* What the task requires *
Go through the records and report each line holding the string "impl".

* Material supplied *
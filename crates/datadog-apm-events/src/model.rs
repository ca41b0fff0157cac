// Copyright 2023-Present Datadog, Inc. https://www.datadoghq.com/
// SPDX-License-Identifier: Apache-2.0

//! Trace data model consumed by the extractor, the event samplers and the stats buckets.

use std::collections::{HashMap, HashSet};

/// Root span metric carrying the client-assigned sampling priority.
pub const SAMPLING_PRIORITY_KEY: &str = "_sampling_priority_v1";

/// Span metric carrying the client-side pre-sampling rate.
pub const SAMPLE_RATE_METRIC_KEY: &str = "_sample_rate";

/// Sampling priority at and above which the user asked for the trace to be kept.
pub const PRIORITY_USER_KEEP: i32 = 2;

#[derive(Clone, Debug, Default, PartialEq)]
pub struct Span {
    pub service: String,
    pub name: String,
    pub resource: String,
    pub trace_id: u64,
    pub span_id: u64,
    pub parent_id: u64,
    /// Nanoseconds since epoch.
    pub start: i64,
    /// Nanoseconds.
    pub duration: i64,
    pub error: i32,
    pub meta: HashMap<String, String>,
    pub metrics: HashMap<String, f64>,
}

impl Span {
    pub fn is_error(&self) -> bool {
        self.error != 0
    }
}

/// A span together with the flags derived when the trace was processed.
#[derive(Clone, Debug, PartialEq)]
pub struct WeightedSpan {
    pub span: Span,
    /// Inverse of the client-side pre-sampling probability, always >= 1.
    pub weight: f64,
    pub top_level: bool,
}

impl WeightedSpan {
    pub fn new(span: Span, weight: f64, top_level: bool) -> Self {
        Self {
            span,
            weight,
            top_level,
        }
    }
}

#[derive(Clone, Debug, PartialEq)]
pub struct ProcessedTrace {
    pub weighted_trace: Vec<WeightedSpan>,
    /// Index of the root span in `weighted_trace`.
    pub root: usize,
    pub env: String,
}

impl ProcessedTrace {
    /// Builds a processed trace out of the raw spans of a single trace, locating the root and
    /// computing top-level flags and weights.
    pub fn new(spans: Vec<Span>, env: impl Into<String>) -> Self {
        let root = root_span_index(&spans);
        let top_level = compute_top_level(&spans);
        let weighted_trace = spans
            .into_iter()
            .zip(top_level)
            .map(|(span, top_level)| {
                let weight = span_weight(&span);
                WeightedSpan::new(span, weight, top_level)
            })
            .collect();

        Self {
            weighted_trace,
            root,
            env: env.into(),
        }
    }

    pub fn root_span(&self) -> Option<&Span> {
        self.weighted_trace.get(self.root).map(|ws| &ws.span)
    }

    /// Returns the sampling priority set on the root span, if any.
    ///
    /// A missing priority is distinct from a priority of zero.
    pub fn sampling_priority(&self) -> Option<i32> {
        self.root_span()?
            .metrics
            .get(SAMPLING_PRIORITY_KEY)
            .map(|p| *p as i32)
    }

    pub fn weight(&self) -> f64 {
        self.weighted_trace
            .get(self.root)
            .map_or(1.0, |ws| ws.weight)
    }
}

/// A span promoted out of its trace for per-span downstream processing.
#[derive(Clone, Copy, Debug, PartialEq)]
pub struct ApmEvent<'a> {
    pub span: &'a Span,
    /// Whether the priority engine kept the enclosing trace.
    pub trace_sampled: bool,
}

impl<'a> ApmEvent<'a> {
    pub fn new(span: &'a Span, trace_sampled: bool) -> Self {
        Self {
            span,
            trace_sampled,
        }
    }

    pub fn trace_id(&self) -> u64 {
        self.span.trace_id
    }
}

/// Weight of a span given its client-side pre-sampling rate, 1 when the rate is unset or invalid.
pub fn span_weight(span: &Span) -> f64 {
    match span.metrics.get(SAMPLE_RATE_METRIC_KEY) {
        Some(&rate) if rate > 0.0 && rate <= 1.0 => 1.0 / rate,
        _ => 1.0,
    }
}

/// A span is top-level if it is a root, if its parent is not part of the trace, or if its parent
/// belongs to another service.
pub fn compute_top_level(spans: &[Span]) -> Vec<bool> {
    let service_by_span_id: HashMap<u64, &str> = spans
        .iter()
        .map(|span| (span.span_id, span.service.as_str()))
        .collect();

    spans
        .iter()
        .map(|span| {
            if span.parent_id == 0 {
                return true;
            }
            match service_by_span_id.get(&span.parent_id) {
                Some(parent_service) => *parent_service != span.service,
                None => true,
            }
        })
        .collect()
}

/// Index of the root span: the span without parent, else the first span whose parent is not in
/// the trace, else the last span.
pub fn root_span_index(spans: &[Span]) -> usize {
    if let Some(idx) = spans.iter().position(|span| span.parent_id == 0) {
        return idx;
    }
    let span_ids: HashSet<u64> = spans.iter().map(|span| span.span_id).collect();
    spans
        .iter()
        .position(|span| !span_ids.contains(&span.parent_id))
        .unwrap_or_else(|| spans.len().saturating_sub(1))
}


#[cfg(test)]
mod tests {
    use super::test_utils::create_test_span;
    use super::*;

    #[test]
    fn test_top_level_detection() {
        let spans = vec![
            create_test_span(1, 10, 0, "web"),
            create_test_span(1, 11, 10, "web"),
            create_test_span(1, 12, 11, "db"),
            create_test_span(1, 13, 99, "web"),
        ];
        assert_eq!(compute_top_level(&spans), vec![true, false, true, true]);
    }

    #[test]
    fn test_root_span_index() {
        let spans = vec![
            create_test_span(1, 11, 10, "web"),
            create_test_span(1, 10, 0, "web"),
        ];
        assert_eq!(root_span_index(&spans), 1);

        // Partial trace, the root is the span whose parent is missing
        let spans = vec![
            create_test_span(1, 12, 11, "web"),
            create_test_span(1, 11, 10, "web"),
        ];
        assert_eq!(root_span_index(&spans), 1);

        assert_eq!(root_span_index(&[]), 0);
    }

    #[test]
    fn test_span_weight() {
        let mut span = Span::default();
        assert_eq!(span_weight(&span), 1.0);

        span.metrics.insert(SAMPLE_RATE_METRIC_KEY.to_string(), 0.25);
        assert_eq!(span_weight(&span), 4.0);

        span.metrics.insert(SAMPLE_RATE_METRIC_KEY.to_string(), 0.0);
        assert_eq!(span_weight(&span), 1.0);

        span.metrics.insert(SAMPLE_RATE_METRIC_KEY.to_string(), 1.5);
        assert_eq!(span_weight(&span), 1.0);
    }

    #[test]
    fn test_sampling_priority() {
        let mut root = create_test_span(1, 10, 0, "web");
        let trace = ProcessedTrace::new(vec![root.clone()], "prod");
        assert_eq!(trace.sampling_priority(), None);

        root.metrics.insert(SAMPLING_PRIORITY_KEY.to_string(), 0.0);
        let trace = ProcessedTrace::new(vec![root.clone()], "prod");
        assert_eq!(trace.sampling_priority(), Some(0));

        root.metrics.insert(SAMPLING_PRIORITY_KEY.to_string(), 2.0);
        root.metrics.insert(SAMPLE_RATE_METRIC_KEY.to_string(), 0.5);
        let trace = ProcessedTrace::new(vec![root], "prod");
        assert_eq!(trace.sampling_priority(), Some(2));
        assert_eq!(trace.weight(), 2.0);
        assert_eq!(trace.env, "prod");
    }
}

--

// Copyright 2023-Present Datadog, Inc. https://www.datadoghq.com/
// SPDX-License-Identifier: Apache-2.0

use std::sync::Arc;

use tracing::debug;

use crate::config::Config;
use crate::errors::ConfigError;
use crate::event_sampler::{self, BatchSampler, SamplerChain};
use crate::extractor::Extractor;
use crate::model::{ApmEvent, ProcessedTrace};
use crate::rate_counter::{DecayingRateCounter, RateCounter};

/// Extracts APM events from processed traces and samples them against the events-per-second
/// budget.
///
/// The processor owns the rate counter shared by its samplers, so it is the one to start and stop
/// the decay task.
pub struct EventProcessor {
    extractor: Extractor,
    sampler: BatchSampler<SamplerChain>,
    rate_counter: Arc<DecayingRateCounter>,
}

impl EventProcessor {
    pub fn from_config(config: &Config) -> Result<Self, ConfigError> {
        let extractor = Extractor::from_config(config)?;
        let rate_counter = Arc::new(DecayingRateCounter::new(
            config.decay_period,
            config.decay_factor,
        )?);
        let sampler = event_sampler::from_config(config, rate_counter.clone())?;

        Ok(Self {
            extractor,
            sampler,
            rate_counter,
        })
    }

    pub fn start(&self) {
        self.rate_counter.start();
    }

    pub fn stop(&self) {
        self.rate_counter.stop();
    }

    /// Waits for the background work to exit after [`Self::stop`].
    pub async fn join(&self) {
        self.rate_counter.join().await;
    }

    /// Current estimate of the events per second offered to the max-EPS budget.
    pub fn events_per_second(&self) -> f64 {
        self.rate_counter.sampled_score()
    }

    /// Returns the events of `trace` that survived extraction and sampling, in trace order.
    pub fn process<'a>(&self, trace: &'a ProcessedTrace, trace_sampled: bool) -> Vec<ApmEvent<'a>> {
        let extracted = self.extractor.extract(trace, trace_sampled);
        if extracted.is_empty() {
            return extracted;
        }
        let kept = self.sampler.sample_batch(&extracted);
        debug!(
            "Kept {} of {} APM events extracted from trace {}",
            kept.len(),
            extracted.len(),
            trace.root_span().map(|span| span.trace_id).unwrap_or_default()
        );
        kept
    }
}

* Response area *
impl Span {
impl WeightedSpan {
impl ProcessedTrace {
    pub fn new(spans: Vec<Span>, env: impl Into<String>) -> Self {
impl<'a> ApmEvent<'a> {
impl EventProcessor {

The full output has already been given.